Australian Customs Service / AFP - Getty Images, file
Australia is taking Japan to court to try to prevent whale hunting in the Antarctic as seen above in a 2008 photograph.
Australia took Japan to the International Court of Justice on Wednesday over the hunting of whales in waters off the Antarctic.
The country’s attorney general Mark Dreyfus, told The Associated Press that he was hoping for a ruling that would stop the Japanese fleet from harpooning the creatures in the area, which Australia declared a whale sanctuary in 1999.
"We want commercial whaling to stop and that includes the so-called scientific whaling program that Japan has been carrying on for many years," he said.
"We're hopeful of a decision from the International Court of Justice before the end of the year and certainly before the start of the next whale hunting season.”
Dreyfus added that Japan had killed more than 10,000 whales since 1986, when commercial hunting of the creatures was banned around the world under an International Whaling Commission moratorium.
But the Japanese government can bypass the ban and is allowed catch up to 935 minke whales and 50 fin whales every winter for scientific research.
They say this is needed to provide data on whale populations so that the international ban on the commercial hunt can be re-examined or possibly lifted.
But once the research is complete the meat can be then be legally sold, which the Japan fleet does.
Jiri Buller / AP
Attorney General of Australia Mark Dreyfus, left, shakes hands with Japanese Deputy Minister of Foreign Affairs Koji Tsuruoka at the International Court of Justice in The Hague, Netherlands, Wednesday.

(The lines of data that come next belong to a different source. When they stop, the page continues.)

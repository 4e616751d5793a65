//! HTML form payloads and their conversion into domain requests.
//!
//! Browsers submit every field as text, blank when left empty, so form
//! structs hold `String`s and parsing happens here with field-level errors
//! in the same shape `validator` produces.

use chrono::NaiveDate;
use serde::Deserialize;
use serde_json::json;

use crate::domain::entities::{
    Company, Credentials, DocumentKind, DocumentPatch, Driver, DriverDocument, DriverPatch,
    DriverStatus, ImportKind, NewDocument, NewDriver,
};
use crate::error::AppError;
use crate::web::error::error_lines;

/// `<option>` entry for select inputs.
#[derive(Debug, Clone, PartialEq, Eq)]
pub struct SelectOption {
    pub value: String,
    pub label: String,
    pub selected: bool,
}

impl SelectOption {
    fn new(value: impl Into<String>, label: impl Into<String>, selected: &str) -> Self {
        let value = value.into();
        Self {
            selected: value == selected,
            label: label.into(),
            value,
        }
    }
}

pub fn status_options(selected: &str) -> Vec<SelectOption> {
    DriverStatus::ALL
        .iter()
        .map(|s| SelectOption::new(s.as_str(), s.label(), selected))
        .collect()
}

pub fn kind_options(selected: &str) -> Vec<SelectOption> {
    DocumentKind::ALL
        .iter()
        .map(|k| SelectOption::new(k.as_str(), k.label(), selected))
        .collect()
}

pub fn import_kind_options(selected: &str) -> Vec<SelectOption> {
    ImportKind::ALL
        .iter()
        .map(|k| SelectOption::new(k.as_str(), k.label(), selected))
        .collect()
}

/// Company choices with a leading "no company" entry.
pub fn company_options(companies: &[Company], selected: &str) -> Vec<SelectOption> {
    std::iter::once(SelectOption::new("", "(none)", selected))
        .chain(
            companies
                .iter()
                .map(|c| SelectOption::new(c.id.to_string(), c.name.clone(), selected)),
        )
        .collect()
}

fn field_error(field: &str, message: &str) -> AppError {
    AppError::bad_request("Validation failed", json!({ field: [message] }))
}

fn non_empty(value: &str) -> Option<String> {
    let value = value.trim();
    (!value.is_empty()).then(|| value.to_string())
}

fn parse_date(field: &str, value: &str) -> Result<Option<NaiveDate>, AppError> {
    non_empty(value)
        .map(|v| {
            NaiveDate::parse_from_str(&v, "%Y-%m-%d")
                .map_err(|_| field_error(field, "Use the YYYY-MM-DD format"))
        })
        .transpose()
}

fn parse_id(field: &str, value: &str) -> Result<Option<i64>, AppError> {
    non_empty(value)
        .map(|v| v.parse::<i64>().map_err(|_| field_error(field, "Unknown selection")))
        .transpose()
}

fn parse_status(value: &str) -> Result<Option<DriverStatus>, AppError> {
    let Some(value) = non_empty(value) else {
        return Ok(None);
    };
    DriverStatus::ALL
        .into_iter()
        .find(|s| s.as_str() == value)
        .map(Some)
        .ok_or_else(|| field_error("status", "Unknown status"))
}

fn parse_kind(value: &str) -> Result<DocumentKind, AppError> {
    DocumentKind::ALL
        .into_iter()
        .find(|k| k.as_str() == value.trim())
        .ok_or_else(|| field_error("kind", "Choose a document type"))
}

/// Keeps `new` only if it differs from the stored value.
fn changed<T: PartialEq>(new: Option<T>, current: Option<T>) -> Option<T> {
    new.filter(|n| current.as_ref() != Some(n))
}

fn date_value(date: Option<NaiveDate>) -> String {
    date.map(|d| d.format("%Y-%m-%d").to_string())
        .unwrap_or_default()
}

#[derive(Debug, Default, Deserialize)]
#[serde(default)]
pub struct LoginForm {
    pub email: String,
    pub password: String,
}

impl LoginForm {
    pub fn into_credentials(self) -> Credentials {
        Credentials {
            email: self.email,
            password: self.password,
        }
    }
}

/// Driver create/edit form.
#[derive(Debug, Clone, Default, Deserialize)]
#[serde(default)]
pub struct DriverForm {
    pub full_name: String,
    pub phone: String,
    pub email: String,
    pub national_id: String,
    pub company_id: String,
    pub status: String,
    pub hired_on: String,
}

impl DriverForm {
    /// Prefills the edit form.
    pub fn from_driver(driver: &Driver) -> Self {
        Self {
            full_name: driver.full_name.clone(),
            phone: driver.phone.clone(),
            email: driver.email.clone().unwrap_or_default(),
            national_id: driver.national_id.clone().unwrap_or_default(),
            company_id: driver
                .company_id
                .map(|id| id.to_string())
                .unwrap_or_default(),
            status: driver.status.as_str().to_string(),
            hired_on: date_value(driver.hired_on),
        }
    }

    pub fn to_new_driver(&self) -> Result<NewDriver, AppError> {
        Ok(NewDriver {
            full_name: self.full_name.trim().to_string(),
            phone: self.phone.trim().to_string(),
            email: non_empty(&self.email),
            national_id: non_empty(&self.national_id),
            company_id: parse_id("company_id", &self.company_id)?,
            status: parse_status(&self.status)?.unwrap_or_default(),
            hired_on: parse_date("hired_on", &self.hired_on)?,
        })
    }

    /// Patch holding the fields that differ from `current`.
    ///
    /// Blank optional inputs leave the stored value unchanged.
    pub fn to_patch(&self, current: &Driver) -> Result<DriverPatch, AppError> {
        Ok(DriverPatch {
            full_name: changed(non_empty(&self.full_name), Some(current.full_name.clone())),
            phone: changed(non_empty(&self.phone), Some(current.phone.clone())),
            email: changed(non_empty(&self.email), current.email.clone()),
            national_id: changed(non_empty(&self.national_id), current.national_id.clone()),
            company_id: changed(parse_id("company_id", &self.company_id)?, current.company_id),
            status: changed(parse_status(&self.status)?, Some(current.status)),
            hired_on: changed(parse_date("hired_on", &self.hired_on)?, current.hired_on),
        })
    }
}

/// Document create/edit form.
#[derive(Debug, Clone, Default, Deserialize)]
#[serde(default)]
pub struct DocumentForm {
    pub kind: String,
    pub number: String,
    pub issued_on: String,
    pub expires_on: String,
    pub file_url: String,
}

impl DocumentForm {
    pub fn from_document(document: &DriverDocument) -> Self {
        Self {
            kind: document.kind.as_str().to_string(),
            number: document.number.clone(),
            issued_on: date_value(document.issued_on),
            expires_on: date_value(document.expires_on),
            file_url: document.file_url.clone().unwrap_or_default(),
        }
    }

    pub fn to_new_document(&self) -> Result<NewDocument, AppError> {
        Ok(NewDocument {
            kind: parse_kind(&self.kind)?,
            number: self.number.trim().to_string(),
            issued_on: parse_date("issued_on", &self.issued_on)?,
            expires_on: parse_date("expires_on", &self.expires_on)?,
            file_url: non_empty(&self.file_url),
        })
    }

    /// Patch holding the fields that differ from `current`. The kind of an
    /// existing document cannot change.
    pub fn to_patch(&self, current: &DriverDocument) -> Result<DocumentPatch, AppError> {
        Ok(DocumentPatch {
            number: changed(non_empty(&self.number), Some(current.number.clone())),
            issued_on: changed(parse_date("issued_on", &self.issued_on)?, current.issued_on),
            expires_on: changed(parse_date("expires_on", &self.expires_on)?, current.expires_on),
            file_url: changed(non_empty(&self.file_url), current.file_url.clone()),
        })
    }
}

/// Whether `err` should be shown next to the form instead of on an error page.
pub fn is_form_error(err: &AppError) -> bool {
    matches!(err, AppError::Validation { .. } | AppError::Conflict { .. })
}

/// Lines to list above a re-rendered form.
pub fn form_errors(err: &AppError) -> Vec<String> {
    let lines = error_lines(err);
    if lines.is_empty() {
        vec![err.to_string()]
    } else {
        lines
    }
}
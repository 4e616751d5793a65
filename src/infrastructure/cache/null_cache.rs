//! No-op cache implementation for testing or disabled caching.

use super::service::{CacheResult, CacheService};
use async_trait::async_trait;
use tracing::debug;

/// A cache implementation that does nothing.
///
/// Used when Redis is unavailable or caching is explicitly disabled.
/// Every lookup is a miss, so each page load reaches the backend.
pub struct NullCache;

impl NullCache {
    /// Creates a new NullCache instance.
    pub fn new() -> Self {
        debug!("Using NullCache (caching disabled)");
        Self
    }
}

impl Default for NullCache {
    fn default() -> Self {
        Self::new()
    }
}

#[async_trait]
impl CacheService for NullCache {
    async fn get(&self, _key: &str) -> CacheResult<Option<String>> {
        Ok(None)
    }

    async fn set(&self, _key: &str, _value: &str, _ttl_seconds: Option<u64>) -> CacheResult<()> {
        Ok(())
    }

    async fn invalidate_prefix(&self, _prefix: &str) -> CacheResult<()> {
        Ok(())
    }

    async fn health_check(&self) -> bool {
        true
    }

    fn name(&self) -> &'static str {
        "disabled"
    }
}
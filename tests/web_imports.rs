mod common;

use axum::http::StatusCode;
use axum_test::multipart::{MultipartForm, Part};

fn upload_form(file_name: &str, bytes: &'static [u8]) -> MultipartForm {
    MultipartForm::new().add_text("kind", "payroll").add_part(
        "file",
        Part::bytes(bytes).file_name(file_name).mime_type("text/csv"),
    )
}

#[tokio::test]
async fn test_imports_page_renders() {
    let (state, _backend) = common::create_test_state();
    let cookie = common::session_cookie(&state);
    let server = common::create_test_server(state);

    let response = server
        .get("/dashboard/imports")
        .add_header("Cookie", cookie)
        .await;

    response.assert_status_ok();
    assert!(response.text().contains("10 MB"));
}

#[tokio::test]
async fn test_upload_csv() {
    let (state, backend) = common::create_test_state();
    let cookie = common::session_cookie(&state);
    let server = common::create_test_server(state);

    let response = server
        .post("/dashboard/imports")
        .add_header("Cookie", cookie.clone())
        .multipart(upload_form("march-payroll.csv", b"driver_id,net\n101,950.00\n"))
        .await;

    response.assert_status(StatusCode::SEE_OTHER);
    assert_eq!(response.header("location"), "/dashboard/imports?notice=uploaded");
    assert_eq!(backend.import_count(), 1);

    let history = server
        .get("/dashboard/imports")
        .add_header("Cookie", cookie)
        .await;
    assert!(history.text().contains("march-payroll.csv"));
}

#[tokio::test]
async fn test_import_pager_keeps_page_size() {
    let (state, backend) = common::create_test_state();
    let cookie = common::session_cookie(&state);
    let server = common::create_test_server(state);

    for name in ["jan.csv", "feb.csv", "mar.csv"] {
        server
            .post("/dashboard/imports")
            .add_header("Cookie", cookie.clone())
            .multipart(upload_form(name, b"driver_id,net\n101,950.00\n"))
            .await
            .assert_status(StatusCode::SEE_OTHER);
    }
    assert_eq!(backend.import_count(), 3);

    let response = server
        .get("/dashboard/imports?page_size=2")
        .add_header("Cookie", cookie)
        .await;

    response.assert_status_ok();
    let body = response.text();
    assert!(body.contains("Showing 1-2 of 3"));
    assert!(body.contains(r#"href="/dashboard/imports?page_size=2&amp;page=2""#));
}

#[tokio::test]
async fn test_upload_rejects_unknown_extension() {
    let (state, backend) = common::create_test_state();
    let cookie = common::session_cookie(&state);
    let server = common::create_test_server(state);

    let response = server
        .post("/dashboard/imports")
        .add_header("Cookie", cookie)
        .multipart(upload_form("notes.txt", b"hello"))
        .await;

    response.assert_status_bad_request();
    assert_eq!(backend.import_count(), 0);
}

#[tokio::test]
async fn test_upload_rejects_empty_file() {
    let (state, backend) = common::create_test_state();
    let cookie = common::session_cookie(&state);
    let server = common::create_test_server(state);

    let response = server
        .post("/dashboard/imports")
        .add_header("Cookie", cookie)
        .multipart(upload_form("empty.csv", b""))
        .await;

    response.assert_status_bad_request();
    assert_eq!(backend.import_count(), 0);
}

#[tokio::test]
async fn test_upload_requires_file() {
    let (state, _backend) = common::create_test_state();
    let cookie = common::session_cookie(&state);
    let server = common::create_test_server(state);

    let response = server
        .post("/dashboard/imports")
        .add_header("Cookie", cookie)
        .multipart(MultipartForm::new().add_text("kind", "trips"))
        .await;

    response.assert_status_bad_request();
    assert!(response.text().contains("Choose a file to upload"));
}

#[tokio::test]
async fn test_record_pages_render_empty_state() {
    let (state, _backend) = common::create_test_state();
    let cookie = common::session_cookie(&state);
    let server = common::create_test_server(state);

    let payments = server
        .get("/dashboard/records/payments?from=2026-01-01&to=2026-01-31&driver_id=")
        .add_header("Cookie", cookie.clone())
        .await;
    payments.assert_status_ok();
    assert!(payments.text().contains("2026-01-31"));

    let trips = server
        .get("/dashboard/records/trips")
        .add_header("Cookie", cookie)
        .await;
    trips.assert_status_ok();
}

#[tokio::test]
async fn test_record_page_rejects_reversed_range() {
    let (state, _backend) = common::create_test_state();
    let cookie = common::session_cookie(&state);
    let server = common::create_test_server(state);

    let response = server
        .get("/dashboard/records/trips?from=2026-02-01&to=2026-01-01")
        .add_header("Cookie", cookie)
        .await;

    response.assert_status_bad_request();
}
//! Shared application state injected into every handler.

use std::sync::Arc;
use std::time::Duration;

use crate::application::services::{
    AnalyticsService, AuthService, DocumentService, DriverService, ImportService, RecordService,
    SessionSigner,
};
use crate::config::Config;
use crate::domain::repositories::{
    AnalyticsRepository, AuthRepository, BackendHealth, DocumentRepository, DriverRepository,
    ImportRepository, RecordRepository,
};
use crate::infrastructure::backend::{
    BackendClient, BackendError, HttpAnalyticsRepository, HttpAuthRepository,
    HttpDocumentRepository, HttpDriverRepository, HttpImportRepository, HttpRecordRepository,
};
use crate::infrastructure::cache::CacheService;

/// Name of the cookie carrying the sealed backend token.
pub const SESSION_COOKIE: &str = "fleet_session";

/// Repository implementations the services are built from.
///
/// Production wiring uses the HTTP adapters; tests plug in fakes.
pub struct Repositories {
    pub auth: Arc<dyn AuthRepository>,
    pub drivers: Arc<dyn DriverRepository>,
    pub documents: Arc<dyn DocumentRepository>,
    pub records: Arc<dyn RecordRepository>,
    pub imports: Arc<dyn ImportRepository>,
    pub analytics: Arc<dyn AnalyticsRepository>,
    pub health: Arc<dyn BackendHealth>,
}

impl Repositories {
    /// HTTP repositories sharing one backend client.
    pub fn http(client: Arc<BackendClient>) -> Self {
        Self {
            auth: Arc::new(HttpAuthRepository::new(client.clone())),
            drivers: Arc::new(HttpDriverRepository::new(client.clone())),
            documents: Arc::new(HttpDocumentRepository::new(client.clone())),
            records: Arc::new(HttpRecordRepository::new(client.clone())),
            imports: Arc::new(HttpImportRepository::new(client.clone())),
            analytics: Arc::new(HttpAnalyticsRepository::new(client.clone())),
            health: client,
        }
    }
}

/// Dashboard settings handlers need at request time.
#[derive(Debug, Clone)]
pub struct UiSettings {
    pub default_page_size: u32,
    pub secure_cookies: bool,
}

impl Default for UiSettings {
    fn default() -> Self {
        Self {
            default_page_size: 20,
            secure_cookies: false,
        }
    }
}

#[derive(Clone)]
pub struct AppState {
    pub auth_service: Arc<AuthService<dyn AuthRepository>>,
    pub driver_service: Arc<DriverService<dyn DriverRepository>>,
    pub document_service: Arc<DocumentService<dyn DocumentRepository>>,
    pub record_service: Arc<RecordService<dyn RecordRepository>>,
    pub import_service: Arc<ImportService<dyn ImportRepository>>,
    pub analytics_service: Arc<AnalyticsService<dyn AnalyticsRepository>>,
    pub health: Arc<dyn BackendHealth>,
    pub cache: Arc<dyn CacheService>,
    pub settings: UiSettings,
}

impl AppState {
    /// Builds the services from repositories and a cache.
    pub fn new(
        repositories: Repositories,
        cache: Arc<dyn CacheService>,
        signer: SessionSigner,
        warning_days: u32,
        max_upload_bytes: usize,
        settings: UiSettings,
    ) -> Self {
        Self {
            auth_service: Arc::new(AuthService::new(repositories.auth, signer)),
            driver_service: Arc::new(DriverService::new(repositories.drivers, cache.clone())),
            document_service: Arc::new(DocumentService::new(
                repositories.documents,
                cache.clone(),
                warning_days,
            )),
            record_service: Arc::new(RecordService::new(repositories.records, cache.clone())),
            import_service: Arc::new(ImportService::new(
                repositories.imports,
                cache.clone(),
                max_upload_bytes,
            )),
            analytics_service: Arc::new(AnalyticsService::new(
                repositories.analytics,
                cache.clone(),
            )),
            health: repositories.health,
            cache,
            settings,
        }
    }

    /// Production state: HTTP repositories against `config.backend_url`.
    ///
    /// # Errors
    ///
    /// Returns an error if the backend client cannot be built.
    pub fn from_config(config: &Config, cache: Arc<dyn CacheService>) -> Result<Self, BackendError> {
        let client = BackendClient::new(
            &config.backend_url,
            Duration::from_secs(config.backend_timeout_seconds),
            config.backend_retries,
        )?;

        Ok(Self::new(
            Repositories::http(Arc::new(client)),
            cache,
            SessionSigner::new(&config.session_secret),
            config.expiry_warning_days,
            config.max_upload_bytes,
            UiSettings {
                default_page_size: config.default_page_size,
                secure_cookies: config.secure_cookies,
            },
        ))
    }
}
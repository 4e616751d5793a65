//! Payroll and trip data file uploads.

use serde_json::json;
use std::sync::Arc;
use tracing::info;

use super::driver_service::clamp_page;
use crate::domain::entities::{AccessToken, FileImport, UploadFile};
use crate::domain::pagination::{Page, PageRequest};
use crate::domain::repositories::ImportRepository;
use crate::error::AppError;
use crate::infrastructure::cache::{CacheService, cached, invalidate, namespace, user_key};

/// File extensions the backend knows how to ingest.
pub const ALLOWED_EXTENSIONS: [&str; 3] = ["csv", "xlsx", "xls"];

/// Default upload limit (10 MiB).
pub const DEFAULT_MAX_UPLOAD_BYTES: usize = 10 * 1024 * 1024;

/// Checks an upload before it is forwarded.
///
/// # Errors
///
/// Returns [`AppError::Validation`] if the file is empty, too large, or not
/// a CSV/Excel file.
pub fn validate_upload(file: &UploadFile, max_bytes: usize) -> Result<(), AppError> {
    if file.bytes.is_empty() {
        return Err(AppError::bad_request(
            "The uploaded file is empty",
            json!({ "file": [format!("{} contains no data", file.file_name)] }),
        ));
    }

    if file.bytes.len() > max_bytes {
        return Err(AppError::bad_request(
            "The uploaded file is too large",
            json!({ "file": [format!("{} bytes is over the {max_bytes} byte limit", file.bytes.len())] }),
        ));
    }

    match file.extension() {
        Some(ext) if ALLOWED_EXTENSIONS.contains(&ext.as_str()) => Ok(()),
        ext => Err(AppError::bad_request(
            "Unsupported file type",
            json!({
                "file": [format!("'{}' is not one of {}", ext.unwrap_or_default(), ALLOWED_EXTENSIONS.join(", "))]
            }),
        )),
    }
}

pub struct ImportService<R: ImportRepository + ?Sized> {
    repository: Arc<R>,
    cache: Arc<dyn CacheService>,
    max_upload_bytes: usize,
}

impl<R: ImportRepository + ?Sized> ImportService<R> {
    pub fn new(repository: Arc<R>, cache: Arc<dyn CacheService>, max_upload_bytes: usize) -> Self {
        Self {
            repository,
            cache,
            max_upload_bytes,
        }
    }

    pub fn max_upload_bytes(&self) -> usize {
        self.max_upload_bytes
    }

    /// Validates and forwards a data file.
    ///
    /// A successful upload drops cached records, imports and analytics since
    /// the backend may start ingesting immediately.
    pub async fn upload(&self, token: &AccessToken, file: UploadFile) -> Result<FileImport, AppError> {
        validate_upload(&file, self.max_upload_bytes)?;

        let kind = file.kind;
        let size = file.bytes.len();
        let import = self.repository.upload(token, file).await?;

        invalidate(self.cache.as_ref(), namespace::IMPORTS).await;
        invalidate(self.cache.as_ref(), namespace::RECORDS).await;
        invalidate(self.cache.as_ref(), namespace::ANALYTICS).await;

        info!(import_id = import.id, kind = kind.as_str(), size, "Data file uploaded");
        Ok(import)
    }

    /// Import history, newest first.
    pub async fn list(&self, token: &AccessToken, page: PageRequest) -> Result<Page<FileImport>, AppError> {
        let page = clamp_page(page);
        let key = user_key(
            namespace::IMPORTS,
            token,
            &format!("p{}:s{}", page.page, page.page_size),
        );
        cached(self.cache.as_ref(), &key, || self.repository.list(token, page)).await
    }
}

"Japan seeks to cloak its ongoing commercial whaling in the lab coat of science," Bill Campbell, an Australian government lawyer, told judges of the International Court of Justice in The Hague, Wednesday, according to Reuters.
A spokesman for Greenpeace USA, Phil Klein, called the Japanese research “pointless.”
“When you look at what they have actually discovered, it is actually very little,” he said.
“Whereas the Australians, who launched their own projects, that didn’t involve killing whales, have made some remarkable discoveries, particularly about the deep-lying blue whale.”
He added that the environmental activist group had no role in the “creative case” but he hoped Australia was successful with the challenge.
Australia initiated proceedings against Japan in The Hague court in 2010 alleging Japan’s "large-scale" whaling program breached their international obligations, including for the preservation of marine mammals and the marine environment.
Along with New Zealand, which supports the case, the Australians are pushing to withdraw all whaling permits from the Japanese fleet.
Japan's delegation will be led by the deputy foreign minister, Koji Tsuruoka, U.K. newspaper The Guardian reported.
He is the chief negotiator in Japan's possible participation in the Trans-Pacific Partnership, a region-wide free trade agreement that includes Australia.
A Japanese foreign ministry official declined to speculate about the outcome of the legal bid, The Guardian Reported.
"Japan and Australia have different opinions about whaling, but we enjoy strong bilateral ties and I do not expect the whaling issue to undermine our relationship," the official said.
The Associated Press and Reuters contributed to this report.